Poi si mise ad attendere il ritorno dei genitori.

Tuttavia come la sera precedente nessuno venne a prenderla e così fu costretta a cercare riparo nel tronco.

Un po’ sconsolata mangiò le radici che aveva raccolte poi, esausta si addormentò.

Il mattino successivo di buonora, Greta cominciò ad esplorare il campo in cerca di qualcosa da mangiare quando vide un bellissimo fungo che sembrava un orecchio.

Si mise a tirarlo con tutta la sua forza.

Tira, tira ne venne fuori una vecchia.

“Ah! Birbante così sei tu che raccogli le erbe e le radici dal mio prato! Lo sai che non è permesso! Sono tutte mie!” Diceva la vecchia sbraitando mentre strattonava la povera Greta.

“Mi perdoni, non la sapevo! Avevo fame e ho preso solo qualche radice…” Cercava di scusarsi la bambina.

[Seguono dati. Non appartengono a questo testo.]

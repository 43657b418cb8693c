//! In-memory graph — records every collaborator call in order.
//!
//! Used by tests and the demo binary. Parameters keep a real automation
//! list, so values scheduled through the sequencer can be read back.

use std::cell::RefCell;
use std::collections::HashMap;
use std::rc::Rc;
use std::sync::Arc;

use tracing::trace;

use super::{Automatable, GraphResolver, MeterAware, Startable, TargetError, VoiceHandle};
use crate::automation::{self, AutomationEvent, Curve, EXPONENTIAL_FLOOR};
use crate::event::Arg;
use crate::sequence::SequenceData;

/// One recorded collaborator call.
#[derive(Debug, Clone, PartialEq)]
pub enum Call {
    Start {
        target: String,
        time: f64,
        name: Arg,
        value: f64,
        voice: VoiceHandle,
    },
    Stop {
        target: String,
        time: f64,
        name: Arg,
        voice: Option<VoiceHandle>,
    },
    Automate {
        target: String,
        param: String,
        time: f64,
        curve: Curve,
        value: f64,
        duration: f64,
    },
    Meter {
        target: String,
        time: f64,
        bar: u32,
        subdivision: u32,
    },
}

impl Call {
    pub fn time(&self) -> f64 {
        match self {
            Call::Start { time, .. }
            | Call::Stop { time, .. }
            | Call::Automate { time, .. }
            | Call::Meter { time, .. } => *time,
        }
    }
}

type CallLog = Rc<RefCell<Vec<Call>>>;

struct MemoryParam {
    node: String,
    name: String,
    events: Vec<AutomationEvent>,
    log: CallLog,
}

impl Automatable for MemoryParam {
    fn automate(
        &mut self,
        time: f64,
        curve: Curve,
        value: f64,
        duration: f64,
    ) -> Result<(), TargetError> {
        trace!(node = %self.node, param = %self.name, time, %curve, value, "automate");
        let event = AutomationEvent {
            time,
            value,
            curve,
            duration,
        };
        automation::insert(&mut self.events, event);
        self.log.borrow_mut().push(Call::Automate {
            target: self.node.clone(),
            param: self.name.clone(),
            time,
            curve,
            value,
            duration,
        });
        Ok(())
    }

    fn value_at_time(&self, time: f64) -> f64 {
        automation::value_at(&self.events, time, EXPONENTIAL_FLOOR)
    }
}

struct MemoryNode {
    id: String,
    params: HashMap<String, MemoryParam>,
    playing: Vec<(VoiceHandle, Arg)>,
    next_voice: u64,
    rejecting: bool,
    log: CallLog,
}

impl Startable for MemoryNode {
    fn start(&mut self, time: f64, name: &Arg, value: f64) -> Result<VoiceHandle, TargetError> {
        if self.rejecting {
            return Err(TargetError::Rejected(format!("{} is not accepting notes", self.id)));
        }
        let voice = VoiceHandle(self.next_voice);
        self.next_voice += 1;
        self.playing.push((voice, name.clone()));
        trace!(node = %self.id, time, %name, value, "start");
        self.log.borrow_mut().push(Call::Start {
            target: self.id.clone(),
            time,
            name: name.clone(),
            value,
            voice,
        });
        Ok(voice)
    }

    fn stop(
        &mut self,
        time: f64,
        name: &Arg,
        voice: Option<VoiceHandle>,
    ) -> Result<(), TargetError> {
        let index = match voice {
            Some(voice) => self.playing.iter().position(|(v, _)| *v == voice),
            None => self.playing.iter().rposition(|(_, n)| n == name),
        };
        let Some(index) = index else {
            return Err(TargetError::NoVoice(name.to_string()));
        };
        self.playing.remove(index);
        trace!(node = %self.id, time, %name, "stop");
        self.log.borrow_mut().push(Call::Stop {
            target: self.id.clone(),
            time,
            name: name.clone(),
            voice,
        });
        Ok(())
    }
}

impl MeterAware for MemoryNode {
    fn meter_changed(&mut self, time: f64, bar: u32, subdivision: u32) -> Result<(), TargetError> {
        self.log.borrow_mut().push(Call::Meter {
            target: self.id.clone(),
            time,
            bar,
            subdivision,
        });
        Ok(())
    }
}

/// A graph of recording nodes and registered sequences.
#[derive(Default)]
pub struct MemoryGraph {
    nodes: HashMap<String, MemoryNode>,
    sequences: HashMap<String, Arc<SequenceData>>,
    log: CallLog,
}

impl MemoryGraph {
    pub fn new() -> Self {
        Self::default()
    }

    /// Register a node with the named automatable parameters.
    pub fn add_node(&mut self, id: &str, params: &[&str]) -> &mut Self {
        let params = params
            .iter()
            .map(|name| {
                let param = MemoryParam {
                    node: id.to_string(),
                    name: name.to_string(),
                    events: Vec::new(),
                    log: self.log.clone(),
                };
                (name.to_string(), param)
            })
            .collect();
        self.nodes.insert(
            id.to_string(),
            MemoryNode {
                id: id.to_string(),
                params,
                playing: Vec::new(),
                next_voice: 0,
                rejecting: false,
                log: self.log.clone(),
            },
        );
        self
    }

    /// Register a sequence resolvable by its id.
    pub fn add_sequence(&mut self, data: SequenceData) -> &mut Self {
        self.sequences.insert(data.id.clone(), Arc::new(data));
        self
    }

    /// Make a node refuse every start.
    pub fn set_rejecting(&mut self, id: &str, rejecting: bool) {
        if let Some(node) = self.nodes.get_mut(id) {
            node.rejecting = rejecting;
        }
    }

    /// Every call recorded so far, in order.
    pub fn calls(&self) -> Vec<Call> {
        self.log.borrow().clone()
    }

    /// Drain the recorded calls.
    pub fn take_calls(&mut self) -> Vec<Call> {
        std::mem::take(&mut *self.log.borrow_mut())
    }

    /// Voices started and not yet stopped on `id`.
    pub fn playing(&self, id: &str) -> usize {
        self.nodes.get(id).map_or(0, |n| n.playing.len())
    }

    /// Read back a parameter's automated value.
    pub fn param_value(&self, id: &str, param: &str, time: f64) -> Option<f64> {
        let param = self.nodes.get(id)?.params.get(param)?;
        Some(param.value_at_time(time))
    }
}

impl GraphResolver for MemoryGraph {
    fn startable(&mut self, id: &str) -> Option<&mut dyn Startable> {
        self.nodes.get_mut(id).map(|n| n as &mut dyn Startable)
    }

    fn automatable(&mut self, id: &str, param: &str) -> Option<&mut dyn Automatable> {
        self.nodes
            .get_mut(id)?
            .params
            .get_mut(param)
            .map(|p| p as &mut dyn Automatable)
    }

    fn meter_aware(&mut self, id: &str) -> Option<&mut dyn MeterAware> {
        self.nodes.get_mut(id).map(|n| n as &mut dyn MeterAware)
    }

    fn sequence(&self, id: &str) -> Option<Arc<SequenceData>> {
        self.sequences.get(id).cloned()
    }
}

#[cfg(test)]
mod tests {
    use super::*;

    fn graph() -> MemoryGraph {
        let mut graph = MemoryGraph::new();
        graph.add_node("synth", &["gain"]);
        graph
    }

    #[test]
    fn start_and_paired_stop() {
        let mut graph = graph();
        let node = graph.startable("synth").unwrap();
        let voice = node.start(0.0, &Arg::from(60), 1.0).unwrap();
        node.stop(0.5, &Arg::from(60), Some(voice)).unwrap();
        assert_eq!(graph.playing("synth"), 0);
        assert_eq!(graph.calls().len(), 2);
    }

    #[test]
    fn unpaired_stop_finds_latest_voice_by_name() {
        let mut graph = graph();
        let node = graph.startable("synth").unwrap();
        node.start(0.0, &Arg::from(60), 1.0).unwrap();
        node.start(0.1, &Arg::from(60), 1.0).unwrap();
        node.stop(0.5, &Arg::from(60), None).unwrap();
        assert_eq!(graph.playing("synth"), 1);
    }

    #[test]
    fn stop_without_voice_fails() {
        let mut graph = graph();
        let node = graph.startable("synth").unwrap();
        let err = node.stop(0.0, &Arg::from("c4"), None).unwrap_err();
        assert_eq!(err, TargetError::NoVoice("c4".into()));
    }

    #[test]
    fn rejecting_node_refuses_starts() {
        let mut graph = graph();
        graph.set_rejecting("synth", true);
        let node = graph.startable("synth").unwrap();
        assert!(node.start(0.0, &Arg::from(60), 1.0).is_err());
        assert!(graph.calls().is_empty());
    }

    #[test]
    fn automation_reads_back() {
        let mut graph = graph();
        let gain = graph.automatable("synth", "gain").unwrap();
        gain.automate(0.0, Curve::Step, 0.0, 0.0).unwrap();
        gain.automate(2.0, Curve::Linear, 1.0, 0.0).unwrap();
        assert_eq!(graph.param_value("synth", "gain", 1.0), Some(0.5));
        assert!(graph.automatable("synth", "cutoff").is_none());
        assert!(graph.startable("drums").is_none());
    }

    #[test]
    fn take_calls_drains_log() {
        let mut graph = graph();
        graph
            .meter_aware("synth")
            .unwrap()
            .meter_changed(0.0, 3, 1)
            .unwrap();
        assert_eq!(graph.take_calls().len(), 1);
        assert!(graph.calls().is_empty());
    }
}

Alla vecchia tuttavia, quelle giustificazioni non importavano e cominciò a trascinarla verso la foresta per certi oscuri sentieri finché arrivarono davanti ad una graziosa casetta nascosta tra gli alberi.

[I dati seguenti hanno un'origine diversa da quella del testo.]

//! Scheduler configuration — timer period, default tempo and meter, loaded
//! from ~/.beatline/scheduler.yaml.

use std::path::Path;

use serde::{Deserialize, Serialize};

use crate::automation::EXPONENTIAL_FLOOR;
use crate::clock::MeterEvent;
use crate::error::{Result, SchedulerError};

/// Tunables for the scheduling core.
#[derive(Debug, Clone, PartialEq, Serialize, Deserialize)]
pub struct SchedulerConfig {
    /// Seconds between lookahead timer ticks.
    #[serde(default = "default_tick_duration")]
    pub tick_duration: f64,
    /// Extra seconds scheduled beyond the next tick.
    #[serde(default = "default_lookahead")]
    pub lookahead: f64,
    /// Tempo in beats per second before any rate event.
    #[serde(default = "default_rate")]
    pub default_rate: f64,
    /// Meter before any meter event.
    #[serde(default)]
    pub default_meter: MeterEvent,
    /// Magnitude below which exponential ramps degrade to steps.
    #[serde(default = "default_exponential_floor")]
    pub exponential_floor: f64,
    /// Exponential param events pre-cued past the frame end, per sequence.
    #[serde(default = "default_precue_limit")]
    pub precue_limit: usize,
}

fn default_tick_duration() -> f64 {
    0.24
}

fn default_lookahead() -> f64 {
    0.12
}

fn default_rate() -> f64 {
    2.0
}

fn default_exponential_floor() -> f64 {
    EXPONENTIAL_FLOOR
}

fn default_precue_limit() -> usize {
    1
}

impl SchedulerConfig {
    /// Load config from the standard path (~/.beatline/scheduler.yaml).
    /// Returns None if the file doesn't exist or doesn't parse.
    pub fn load() -> Option<Self> {
        let home = dirs::home_dir()?;
        let path = home.join(".beatline").join("scheduler.yaml");
        Self::load_from(path).ok()
    }

    /// Load and validate config from an explicit path.
    pub fn load_from(path: impl AsRef<Path>) -> Result<Self> {
        let content = std::fs::read_to_string(path)?;
        let config: Self = serde_yaml::from_str(&content)?;
        config.validate()?;
        Ok(config)
    }

    pub fn validate(&self) -> Result<()> {
        if !(self.tick_duration > 0.0) {
            return Err(SchedulerError::Config(format!(
                "tick_duration must be positive, got {}",
                self.tick_duration
            )));
        }
        if !(self.lookahead >= 0.0) {
            return Err(SchedulerError::Config(format!(
                "lookahead must not be negative, got {}",
                self.lookahead
            )));
        }
        if !(self.default_rate > 0.0) || !self.default_rate.is_finite() {
            return Err(SchedulerError::Config(format!(
                "default_rate must be positive, got {}",
                self.default_rate
            )));
        }
        if self.default_meter.bar == 0 || self.default_meter.subdivision == 0 {
            return Err(SchedulerError::Config(
                "default_meter bar and subdivision must be positive".into(),
            ));
        }
        if !(self.exponential_floor >= 0.0) {
            return Err(SchedulerError::Config(format!(
                "exponential_floor must not be negative, got {}",
                self.exponential_floor
            )));
        }
        Ok(())
    }
}

impl Default for SchedulerConfig {
    fn default() -> Self {
        Self {
            tick_duration: default_tick_duration(),
            lookahead: default_lookahead(),
            default_rate: default_rate(),
            default_meter: MeterEvent::default(),
            exponential_floor: default_exponential_floor(),
            precue_limit: default_precue_limit(),
        }
    }
}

La vecchia che non aveva mai smesso di inveire per quelle poche radici raccolte, mise Greta in una stia.

“Visto che ti sei mangiata le mie radici, io mi mangerò te!” Disse la vecchia che in realtà era una strega.

“Ma dovrò farti ingrassare un po’!” Continuò dopo averla soppesata, “perché io abbia qualcosa di più di qualche scarno ossicino da sgranocchiare.”

A Greta quasi si fermò il cuore per lo spavento ma cercò di farsi forza e di pensare ad un modo per fuggire.

Ogni giorno la strega le portava manicaretti per farla ingrassare e Greta pur sapendo che servivano solo a renderla più appetitosa non riusciva a non mangiarli perché erano i cibi più squisiti che mai avesse mangiato nella sua vita.

Passarono le settimane e alla fine la strega decise che Greta aveva raggiunto il peso giusto e la fece uscire dalla stia.

“Oggi prepariamo il pane”, le disse, “mi aiuterai ad impastarlo e cuocerlo.”

“Va bene.” Rispose Greta che vedeva in questo, l’opportunità di salvarsi.

La strega intanto andò a prendere la legna lasciando Greta ad impastare.

Acceso il fuoco nel forno si mise ad armeggiare tra pentole e padelle cercandone una bella grande che potesse contenere quella ormai paffuta bambina.

“Vieni qui, porta il pane infornalo!” Le disse la strega.

“Non l’ho mai fatto, non so come si fa!” Rispose la piccola Greta.

La strega indispettita aprì il forno, voltando con stizza le spalle alla giovane, la quale presa la rincorsa spinse la vecchia con tutta la forza che aveva dentro il forno e rapida ne chiuse lo sportello!

Ormai salva, Greta andò a cercare i suoi genitori per condurli in quella casetta, divenendo così i padroni del prato.

Barbara Lachi from: ITALO CALVINO, Fiabe Italiane, (prima edizione 1956), Edizioni Oscar Mondadori, Milano 2002. Titolo: La vecchia dell’orto, N°181 vol. III; da: GIUSEPPE PITRÉ, N°20 La vecchia di l’ortu, raccontata da Elisabetta Sanfratello, in Fiabe, novelle e racconti popolari siciliani (4 voll.) Palermo, 1875

La fiaba proposta da Calvino ha un inizio differente, molto simile alla nostra “Prezzemolina”, mentre il finale ricorda in tutto e per tutto la fiaba di Hansel e Gretel, per questo motivo ho modificato l’inizio per creare una variante del racconto dei Grimm.